» **Directions for this task**
Please show all lines of the records that include "SelectionPolicy".

[Dataset entries]
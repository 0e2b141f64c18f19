//! Process-level coordination of launch, background checks, reloads and GC.
//!
//! An [`UpdatesController`] is an explicit context shared through an `Arc`.
//! Startup is synchronous; the remote check runs on one background thread and
//! reports through the [`HostRuntime`]. Loads hold the activity gate shared and
//! GC holds it exclusively.

use std::{
    sync::{Arc, Mutex, MutexGuard, PoisonError, RwLock, RwLockReadGuard, RwLockWriteGuard},
    thread::{self, JoinHandle},
};

use ota_domain::{NewestCompatible, SelectionPolicy, Update};
use serde::Serialize;
use tracing::{debug, info, warn};

use crate::{
    catalog::Catalog,
    config::UpdatesConfig,
    effects::{ErrorReport, HostRuntime, HttpRemoteSource, RemoteSource, TracingHost, UpdatesEvent},
    error::{Result, UpdatesError},
    launcher::{LaunchedApp, Launcher},
    loader::{EmbeddedBundle, EmbeddedLoader, LoadOutcome, Loader, RemoteLoader},
    reaper::{reap_unused_updates, GcSummary},
};

#[derive(Clone, Copy, Debug, PartialEq, Eq, Serialize)]
#[serde(rename_all = "kebab-case")]
pub enum ControllerState {
    NotStarted,
    Resolving,
    Launched,
}

pub struct ControllerBuilder {
    config: UpdatesConfig,
    policy: Option<Arc<dyn SelectionPolicy>>,
    remote_source: Option<Arc<dyn RemoteSource>>,
    host: Option<Arc<dyn HostRuntime>>,
}

impl ControllerBuilder {
    #[must_use]
    pub fn new(config: UpdatesConfig) -> Self {
        Self {
            config,
            policy: None,
            remote_source: None,
            host: None,
        }
    }

    /// Override the default [`NewestCompatible`] policy.
    #[must_use]
    pub fn policy(mut self, policy: Arc<dyn SelectionPolicy>) -> Self {
        self.policy = Some(policy);
        self
    }

    /// Use `source` instead of an HTTP source built from the manifest URL.
    #[must_use]
    pub fn remote_source(mut self, source: Arc<dyn RemoteSource>) -> Self {
        self.remote_source = Some(source);
        self
    }

    #[must_use]
    pub fn host(mut self, host: Arc<dyn HostRuntime>) -> Self {
        self.host = Some(host);
        self
    }

    /// Open the catalog and assemble the controller. A store that cannot be
    /// opened is reported to the host as fatal before the error is returned.
    pub fn build(self) -> Result<Arc<UpdatesController>> {
        let config = self.config;
        let host: Arc<dyn HostRuntime> = match self.host {
            Some(host) => host,
            None => Arc::new(TracingHost),
        };
        let catalog = match Catalog::open(&config.root) {
            Ok(catalog) => catalog,
            Err(err) => {
                report_to(host.as_ref(), &err, true);
                return Err(err);
            }
        };
        let policy: Arc<dyn SelectionPolicy> = match self.policy {
            Some(policy) => policy,
            None => Arc::new(NewestCompatible::new(config.binary_version.clone())),
        };
        let embedded = config.embedded_dir.as_ref().map(EmbeddedBundle::new);

        let source: Option<Arc<dyn RemoteSource>> = match (self.remote_source, &config.manifest_url) {
            _ if !config.online => None,
            (Some(source), _) => Some(source),
            (None, Some(url)) => {
                let source: Arc<dyn RemoteSource> = Arc::new(
                    HttpRemoteSource::new(
                        url.clone(),
                        config.binary_version.clone(),
                        config.download.timeout,
                    )
                    .map_err(|err| UpdatesError::network(url.as_str(), &err))?,
                );
                Some(source)
            }
            (None, None) => None,
        };
        let remote = source.map(|source| RemoteLoader::new(source, config.download));

        debug!(
            root = %catalog.root().display(),
            remote = remote.is_some(),
            embedded = embedded.is_some(),
            "updates controller configured"
        );
        Ok(Arc::new(UpdatesController {
            launcher: Launcher::new(catalog.clone(), embedded.clone()),
            catalog,
            policy,
            embedded,
            remote,
            host,
            config,
            state: Mutex::new(ControllerState::NotStarted),
            launched: RwLock::new(None),
            pending_update: Mutex::new(None),
            last_gc: Mutex::new(None),
            activity: RwLock::new(()),
            background: Mutex::new(None),
        }))
    }
}

pub struct UpdatesController {
    config: UpdatesConfig,
    catalog: Catalog,
    policy: Arc<dyn SelectionPolicy>,
    launcher: Launcher,
    embedded: Option<EmbeddedBundle>,
    remote: Option<RemoteLoader>,
    host: Arc<dyn HostRuntime>,
    state: Mutex<ControllerState>,
    launched: RwLock<Option<Arc<LaunchedApp>>>,
    pending_update: Mutex<Option<Update>>,
    last_gc: Mutex<Option<GcSummary>>,
    activity: RwLock<()>,
    background: Mutex<Option<JoinHandle<()>>>,
}

impl UpdatesController {
    #[must_use]
    pub fn config(&self) -> &UpdatesConfig {
        &self.config
    }

    #[must_use]
    pub fn catalog(&self) -> &Catalog {
        &self.catalog
    }

    #[must_use]
    pub fn state(&self) -> ControllerState {
        *lock(&self.state)
    }

    #[must_use]
    pub fn launched_app(&self) -> Option<Arc<LaunchedApp>> {
        read(&self.launched).clone()
    }

    /// Update adopted by the last remote run but not launched yet.
    #[must_use]
    pub fn pending_update(&self) -> Option<Update> {
        lock(&self.pending_update).clone()
    }

    #[must_use]
    pub fn last_gc_summary(&self) -> Option<GcSummary> {
        lock(&self.last_gc).clone()
    }

    /// Resolve the update to run, then kick off the remote check or GC.
    ///
    /// A failure here has no fallback and is reported to the host as fatal.
    pub fn start(self: &Arc<Self>) -> Result<Arc<LaunchedApp>> {
        {
            let mut state = lock(&self.state);
            match *state {
                ControllerState::NotStarted => *state = ControllerState::Resolving,
                ControllerState::Launched => {
                    return self
                        .launched_app()
                        .ok_or(UpdatesError::InvalidState("start twice"));
                }
                ControllerState::Resolving => return Err(UpdatesError::InvalidState("start twice")),
            }
        }

        let app = match self.initial_launch() {
            Ok(app) => Arc::new(app),
            Err(err) => {
                *lock(&self.state) = ControllerState::NotStarted;
                self.report(&err, true);
                return Err(err);
            }
        };
        *write(&self.launched) = Some(Arc::clone(&app));
        *lock(&self.state) = ControllerState::Launched;
        info!(update = %app.update.id, "update launched");

        if self.remote.is_some() && self.config.check_on_launch {
            self.spawn_background_check();
        } else {
            self.gc_quietly();
        }
        Ok(app)
    }

    fn initial_launch(&self) -> Result<LaunchedApp> {
        let _gate = read(&self.activity);
        match self.launcher.launch_update(self.policy.as_ref()) {
            Err(UpdatesError::NoLaunchableUpdate(reason)) if self.embedded.is_some() => {
                debug!(%reason, "no usable update in the catalog; recording embedded update");
                if let Some(bundle) = &self.embedded {
                    if let Err(err) = EmbeddedLoader::new(bundle.clone()).load(&self.catalog) {
                        warn!(%err, "embedded update could not be recorded");
                        return Err(UpdatesError::NoLaunchableUpdate(format!(
                            "{reason}; embedded update unavailable: {err}"
                        )));
                    }
                }
                self.launcher.launch_update(self.policy.as_ref())
            }
            other => other,
        }
    }

    fn spawn_background_check(self: &Arc<Self>) {
        let controller = Arc::clone(self);
        let spawned = thread::Builder::new()
            .name("ota-remote-check".to_string())
            .spawn(move || {
                // Failures are already reported to the host.
                let _ = controller.fetch_update();
                controller.gc_quietly();
            });
        match spawned {
            Ok(handle) => *lock(&self.background) = Some(handle),
            Err(err) => {
                warn!(%err, "failed to spawn remote check; running GC only");
                self.gc_quietly();
            }
        }
    }

    /// Fetch the remote manifest and report whether the policy would adopt it.
    /// The catalog is not touched.
    pub fn check_for_update(&self) -> Result<Option<Update>> {
        let remote = self.remote()?;
        let manifest = remote.check().inspect_err(|err| self.report(err, false))?;
        let launched = self.launched_app();
        let adopt = self
            .policy
            .should_load_new_update(Some(&manifest.update), launched.as_ref().map(|app| &app.update));
        Ok(adopt.then_some(manifest.update))
    }

    /// Run the remote loader once and act on the result.
    pub fn fetch_update(&self) -> Result<LoadOutcome> {
        let remote = self.remote()?;
        let launched = self.launched_app();
        let launched_update = launched.as_ref().map(|app| &app.update);
        let outcome = {
            let _gate = read(&self.activity);
            remote.load_with(&self.catalog, |candidate| {
                self.policy.should_load_new_update(Some(candidate), launched_update)
            })
        };

        let outcome = match outcome {
            Ok(outcome) => outcome,
            Err(err) => {
                self.host.emit(&UpdatesEvent::Error {
                    message: err.to_string(),
                });
                self.report(&err, false);
                return Err(err);
            }
        };

        let adopted = match &outcome {
            LoadOutcome::Loaded(update) | LoadOutcome::AlreadyPresent(update) => self
                .policy
                .should_load_new_update(Some(update), launched_update)
                .then(|| update.clone()),
            LoadOutcome::Skipped(_) => None,
        };
        match adopted {
            Some(update) => {
                info!(update = %update.id, "new update available");
                *lock(&self.pending_update) = Some(update.clone());
                self.host.emit(&UpdatesEvent::UpdateAvailable {
                    update_id: update.id,
                    manifest: update.raw_manifest,
                });
                if self.config.reload_on_update {
                    // Failures are already reported to the host.
                    let _ = self.reload();
                }
            }
            None => {
                debug!(update = %outcome.update().id, "remote update not adopted");
                self.host.emit(&UpdatesEvent::NoUpdateAvailable);
            }
        }
        Ok(outcome)
    }

    /// Re-launch against the current catalog and ask the host to reload.
    /// The previous launch stays in place on failure.
    pub fn reload(&self) -> Result<Arc<LaunchedApp>> {
        if self.state() != ControllerState::Launched {
            return Err(UpdatesError::InvalidState("reload before start"));
        }
        let relaunched = {
            let _gate = read(&self.activity);
            self.launcher.launch_update(self.policy.as_ref())
        };
        let app = match relaunched {
            Ok(app) => Arc::new(app),
            Err(err) => {
                self.report(&err, false);
                return Err(err);
            }
        };
        *write(&self.launched) = Some(Arc::clone(&app));
        {
            let mut pending = lock(&self.pending_update);
            if pending.as_ref().is_some_and(|update| update.id == app.update.id) {
                *pending = None;
            }
        }
        info!(update = %app.update.id, "update relaunched");
        self.host.request_reload();
        Ok(app)
    }

    /// Collect everything the launched update no longer needs.
    pub fn run_gc(&self) -> Result<GcSummary> {
        let Some(app) = self.launched_app() else {
            return Err(UpdatesError::InvalidState("collect garbage before launch"));
        };
        let _gate = write(&self.activity);
        let summary = reap_unused_updates(&self.catalog, &app.update, &self.config.binary_version)?;
        *lock(&self.last_gc) = Some(summary.clone());
        Ok(summary)
    }

    /// Wait for the background check to finish.
    pub fn shutdown(&self) {
        let handle = lock(&self.background).take();
        if let Some(handle) = handle {
            if handle.join().is_err() {
                warn!("remote check thread panicked");
            }
        }
    }

    fn remote(&self) -> Result<&RemoteLoader> {
        self.remote
            .as_ref()
            .ok_or(UpdatesError::InvalidState("check for updates without a remote source"))
    }

    fn gc_quietly(&self) {
        if let Err(err) = self.run_gc() {
            warn!(%err, "update GC failed");
        }
    }

    fn report(&self, err: &UpdatesError, fatal: bool) {
        report_to(self.host.as_ref(), err, fatal);
    }
}

fn report_to(host: &dyn HostRuntime, err: &UpdatesError, fatal: bool) {
    host.report_error(&ErrorReport {
        domain: err.domain(),
        description: err.to_string(),
        fatal,
    });
}

fn lock<T>(mutex: &Mutex<T>) -> MutexGuard<'_, T> {
    mutex.lock().unwrap_or_else(PoisonError::into_inner)
}

fn read<T>(lock: &RwLock<T>) -> RwLockReadGuard<'_, T> {
    lock.read().unwrap_or_else(PoisonError::into_inner)
}

fn write<T>(lock: &RwLock<T>) -> RwLockWriteGuard<'_, T> {
    lock.write().unwrap_or_else(PoisonError::into_inner)
}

» **Solution for this exercise**
use ota_domain::{NewestCompatible, SelectionPolicy, Update};
    policy: Option<Arc<dyn SelectionPolicy>>,
    pub fn policy(mut self, policy: Arc<dyn SelectionPolicy>) -> Self {
        let policy: Arc<dyn SelectionPolicy> = match self.policy {
    policy: Arc<dyn SelectionPolicy>,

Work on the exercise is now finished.